ACTION ITEM
Print out the entries exactly, and include each one.

STORED DATA
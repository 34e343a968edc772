use super::frame::StereoFrame;
use super::sample_buffer::SampleBuffer;
use super::sample_id::SampleId;

#[inline]
fn lerp(a: f32, b: f32, t: f32) -> f32 {
    a * (1.0 - t) + b * t
}

/// One playing instance of a registered sample.
///
/// Start and stop are absolute frame positions on the engine clock, so a voice can be
/// queued ahead of time and cut at an exact frame by a later choke.
#[derive(Clone, Copy, Debug)]
pub struct Voice {
    pub sample_id: SampleId,
    pub start_at: u64,
    pub stop_at: Option<u64>,
    pub pos: f32,
    pub rate: f32,
    pub gain: f32,
    pub active: bool,
}

impl Voice {
    pub fn new(sample_id: SampleId, start_at: u64, rate: f32, gain: f32) -> Self {
        Self {
            sample_id,
            start_at,
            stop_at: None,
            pos: 0.0,
            rate,
            gain,
            active: true,
        }
    }

    /// Cut the voice at `frame` if it has started by then. Returns whether it was affected.
    pub fn stop_at_frame(&mut self, frame: u64) -> bool {
        if !self.active || self.start_at > frame {
            return false;
        }
        self.stop_at = Some(self.stop_at.map_or(frame, |s| s.min(frame)));
        if frame <= self.start_at {
            self.active = false;
        }
        true
    }

    pub fn render_into(&mut self, buffer: &SampleBuffer, out: &mut [StereoFrame], block_start: u64) {
        if !self.active {
            return;
        }
        let block_end = block_start + out.len() as u64;
        if self.start_at >= block_end {
            return;
        }
        let first = self.start_at.saturating_sub(block_start) as usize;
        let last = match self.stop_at {
            Some(stop) if stop <= block_start => {
                self.active = false;
                return;
            }
            Some(stop) => (stop.min(block_end) - block_start) as usize,
            None => out.len(),
        };

        let data = &buffer.data;
        let len = data.len();
        for frame in &mut out[first..last] {
            let i = self.pos as usize;
            if i >= len {
                self.active = false;
                return;
            }
            let frac = self.pos - i as f32;
            let s0 = data[i];
            let s1 = data.get(i + 1).copied().unwrap_or(s0);
            frame.mix(
                StereoFrame {
                    left: lerp(s0.left, s1.left, frac),
                    right: lerp(s0.right, s1.right, frac),
                },
                self.gain,
            );
            self.pos += self.rate;
        }

        if matches!(self.stop_at, Some(stop) if stop <= block_end) {
            self.active = false;
        }
    }
}

#[cfg(test)]
mod tests {
    use super::*;

    fn ones(n: usize) -> SampleBuffer {
        SampleBuffer {
            data: vec![StereoFrame::mono(1.0); n],
            sample_rate: 44100,
        }
    }

    #[test]
    fn voice_waits_for_its_start_frame() {
        let buf = ones(64);
        let mut voice = Voice::new(SampleId(1), 4, 1.0, 0.5);
        let mut out = [StereoFrame::zero(); 8];
        voice.render_into(&buf, &mut out, 0);

        assert_eq!(out[3], StereoFrame::zero());
        assert_eq!(out[4], StereoFrame::mono(0.5));
        assert!(voice.active);
    }

    #[test]
    fn voice_ends_with_its_buffer() {
        let buf = ones(3);
        let mut voice = Voice::new(SampleId(1), 0, 1.0, 1.0);
        let mut out = [StereoFrame::zero(); 8];
        voice.render_into(&buf, &mut out, 0);

        assert_eq!(out[2], StereoFrame::mono(1.0));
        assert_eq!(out[3], StereoFrame::zero());
        assert!(!voice.active);
    }

    #[test]
    fn stop_cuts_at_exact_frame() {
        let buf = ones(64);
        let mut voice = Voice::new(SampleId(1), 0, 1.0, 1.0);
        assert!(voice.stop_at_frame(5));
        let mut out = [StereoFrame::zero(); 8];
        voice.render_into(&buf, &mut out, 0);

        assert_eq!(out[4], StereoFrame::mono(1.0));
        assert_eq!(out[5], StereoFrame::zero());
        assert!(!voice.active);
    }

    #[test]
    fn stop_before_start_leaves_voice_alone() {
        let mut voice = Voice::new(SampleId(1), 10, 1.0, 1.0);
        assert!(!voice.stop_at_frame(9));
        assert!(voice.active);
        assert_eq!(voice.stop_at, None);
    }

    #[test]
    fn stop_on_start_frame_kills_voice() {
        let mut voice = Voice::new(SampleId(1), 10, 1.0, 1.0);
        assert!(voice.stop_at_frame(10));
        assert!(!voice.active);
    }
}
// Everything the session knows about, in one place for middle.rs to mutate.
//
// "track": one drum voice (K, C, H, OH) with its sixteen steps and mixer flags.
// "bassline": the monophonic synth lane plus its pitch selector and voice settings.
// Nothing here outlives the process.

use super::bassline::Bassline;
use super::drums::DrumKit;
use super::tempo::{clamp_swing, clamp_tempo, parse_tempo, TapTempo};
use super::Rebuild;

#[derive(Clone, Debug)]
pub struct ProjectState {
    pub drums: DrumKit,
    pub bass: Bassline,
    pub tempo: u16,
    pub swing: u8, // percent of a sixteenth that odd drum steps are delayed
    pub taps: TapTempo,
}

impl Default for ProjectState {
    fn default() -> Self {
        Self::new(120, 0)
    }
}

impl ProjectState {
    pub fn new(tempo: u16, swing: u8) -> Self {
        Self {
            drums: DrumKit::default(),
            bass: Bassline::default(),
            tempo: clamp_tempo(tempo as i32),
            swing: clamp_swing(swing as i32),
            taps: TapTempo::default(),
        }
    }

    // Tempo is read live by the clock, so none of these ask for a rebuild

    pub fn adjust_tempo(&mut self, delta: i16) {
        self.tempo = clamp_tempo(self.tempo as i32 + delta as i32);
    }

    pub fn enter_tempo(&mut self, text: &str) {
        if let Some(bpm) = parse_tempo(text) {
            self.tempo = bpm;
        }
    }

    pub fn tap_tempo(&mut self, now: std::time::Instant) {
        if let Some(bpm) = self.taps.tap(now) {
            self.tempo = bpm;
        }
    }

    pub fn set_swing(&mut self, percent: i32) -> Rebuild {
        let swing = clamp_swing(percent);
        if swing == self.swing {
            return Rebuild::None;
        }
        self.swing = swing;
        Rebuild::Program
    }
}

ANSWER BELOW
repository 34e343a968edc772
use super::frame::StereoFrame;
use super::sample_buffer::SampleBuffer;
use super::sample_id::SampleId;

#[inline]
fn lerp(a: f32, b: f32, t: f32) -> f32 {
    a * (1.0 - t) + b * t
}

/// One playing instance of a registered sample.
///
/// Start and stop are absolute frame positions on the engine clock, so a voice can be
/// queued ahead of time and cut at an exact frame by a later choke.
#[derive(Clone, Copy, Debug)]
pub struct Voice {
    pub sample_id: SampleId,
    pub start_at: u64,
    pub stop_at: Option<u64>,
    pub pos: f32,
    pub rate: f32,
    pub gain: f32,
    pub active: bool,
}

impl Voice {
    pub fn new(sample_id: SampleId, start_at: u64, rate: f32, gain: f32) -> Self {
        Self {
            sample_id,
            start_at,
            stop_at: None,
            pos: 0.0,
            rate,
            gain,
            active: true,
        }
    }

    /// Cut the voice at `frame` if it has started by then. Returns whether it was affected.
    pub fn stop_at_frame(&mut self, frame: u64) -> bool {
        if !self.active || self.start_at > frame {
            return false;
        }
        self.stop_at = Some(self.stop_at.map_or(frame, |s| s.min(frame)));
        if frame <= self.start_at {
            self.active = false;
        }
        true
    }

    pub fn render_into(&mut self, buffer: &SampleBuffer, out: &mut [StereoFrame], block_start: u64) {
        if !self.active {
            return;
        }
        let block_end = block_start + out.len() as u64;
        if self.start_at >= block_end {
            return;
        }
        let first = self.start_at.saturating_sub(block_start) as usize;
        let last = match self.stop_at {
            Some(stop) if stop <= block_start => {
                self.active = false;
                return;
            }
            Some(stop) => (stop.min(block_end) - block_start) as usize,
            None => out.len(),
        };

        let data = &buffer.data;
        let len = data.len();
        for frame in &mut out[first..last] {
            let i = self.pos as usize;
            if i >= len {
                self.active = false;
                return;
            }
            let frac = self.pos - i as f32;
            let s0 = data[i];
            let s1 = data.get(i + 1).copied().unwrap_or(s0);
            frame.mix(
                StereoFrame {
                    left: lerp(s0.left, s1.left, frac),
                    right: lerp(s0.right, s1.right, frac),
                },
                self.gain,
            );
            self.pos += self.rate;
        }

        if matches!(self.stop_at, Some(stop) if stop <= block_end) {
            self.active = false;
        }
    }
}

#[cfg(test)]
mod tests {
    use super::*;

    fn ones(n: usize) -> SampleBuffer {
        SampleBuffer {
            data: vec![StereoFrame::mono(1.0); n],
            sample_rate: 44100,
        }
    }

    #[test]
    fn voice_waits_for_its_start_frame() {
        let buf = ones(64);
        let mut voice = Voice::new(SampleId(1), 4, 1.0, 0.5);
        let mut out = [StereoFrame::zero(); 8];
        voice.render_into(&buf, &mut out, 0);

        assert_eq!(out[3], StereoFrame::zero());
        assert_eq!(out[4], StereoFrame::mono(0.5));
        assert!(voice.active);
    }

    #[test]
    fn voice_ends_with_its_buffer() {
        let buf = ones(3);
        let mut voice = Voice::new(SampleId(1), 0, 1.0, 1.0);
        let mut out = [StereoFrame::zero(); 8];
        voice.render_into(&buf, &mut out, 0);

        assert_eq!(out[2], StereoFrame::mono(1.0));
        assert_eq!(out[3], StereoFrame::zero());
        assert!(!voice.active);
    }

    #[test]
    fn stop_cuts_at_exact_frame() {
        let buf = ones(64);
        let mut voice = Voice::new(SampleId(1), 0, 1.0, 1.0);
        assert!(voice.stop_at_frame(5));
        let mut out = [StereoFrame::zero(); 8];
        voice.render_into(&buf, &mut out, 0);

        assert_eq!(out[4], StereoFrame::mono(1.0));
        assert_eq!(out[5], StereoFrame::zero());
        assert!(!voice.active);
    }

    #[test]
    fn stop_before_start_leaves_voice_alone() {
        let mut voice = Voice::new(SampleId(1), 10, 1.0, 1.0);
        assert!(!voice.stop_at_frame(9));
        assert!(voice.active);
        assert_eq!(voice.stop_at, None);
    }

    #[test]
    fn stop_on_start_frame_kills_voice() {
        let mut voice = Voice::new(SampleId(1), 10, 1.0, 1.0);
        assert!(voice.stop_at_frame(10));
        assert!(!voice.active);
    }
}
// Everything the session knows about, in one place for middle.rs to mutate.
//
// "track": one drum voice (K, C, H, OH) with its sixteen steps and mixer flags.
// "bassline": the monophonic synth lane plus its pitch selector and voice settings.
// Nothing here outlives the process.

use super::bassline::Bassline;
use super::drums::DrumKit;
use super::tempo::{clamp_swing, clamp_tempo, parse_tempo, TapTempo};
use super::Rebuild;

#[derive(Clone, Debug)]
pub struct ProjectState {
    pub drums: DrumKit,
    pub bass: Bassline,
    pub tempo: u16,
    pub swing: u8, // percent of a sixteenth that odd drum steps are delayed
    pub taps: TapTempo,
}

impl Default for ProjectState {
    fn default() -> Self {
        Self::new(120, 0)
    }
}

impl ProjectState {
    pub fn new(tempo: u16, swing: u8) -> Self {
        Self {
            drums: DrumKit::default(),
            bass: Bassline::default(),
            tempo: clamp_tempo(tempo as i32),
            swing: clamp_swing(swing as i32),
            taps: TapTempo::default(),
        }
    }

    // Tempo is read live by the clock, so none of these ask for a rebuild

    pub fn adjust_tempo(&mut self, delta: i16) {
        self.tempo = clamp_tempo(self.tempo as i32 + delta as i32);
    }

    pub fn enter_tempo(&mut self, text: &str) {
        if let Some(bpm) = parse_tempo(text) {
            self.tempo = bpm;
        }
    }

    pub fn tap_tempo(&mut self, now: std::time::Instant) {
        if let Some(bpm) = self.taps.tap(now) {
            self.tempo = bpm;
        }
    }

    pub fn set_swing(&mut self, percent: i32) -> Rebuild {
        let swing = clamp_swing(percent);
        if swing == self.swing {
            return Rebuild::None;
        }
        self.swing = swing;
        Rebuild::Program
    }
}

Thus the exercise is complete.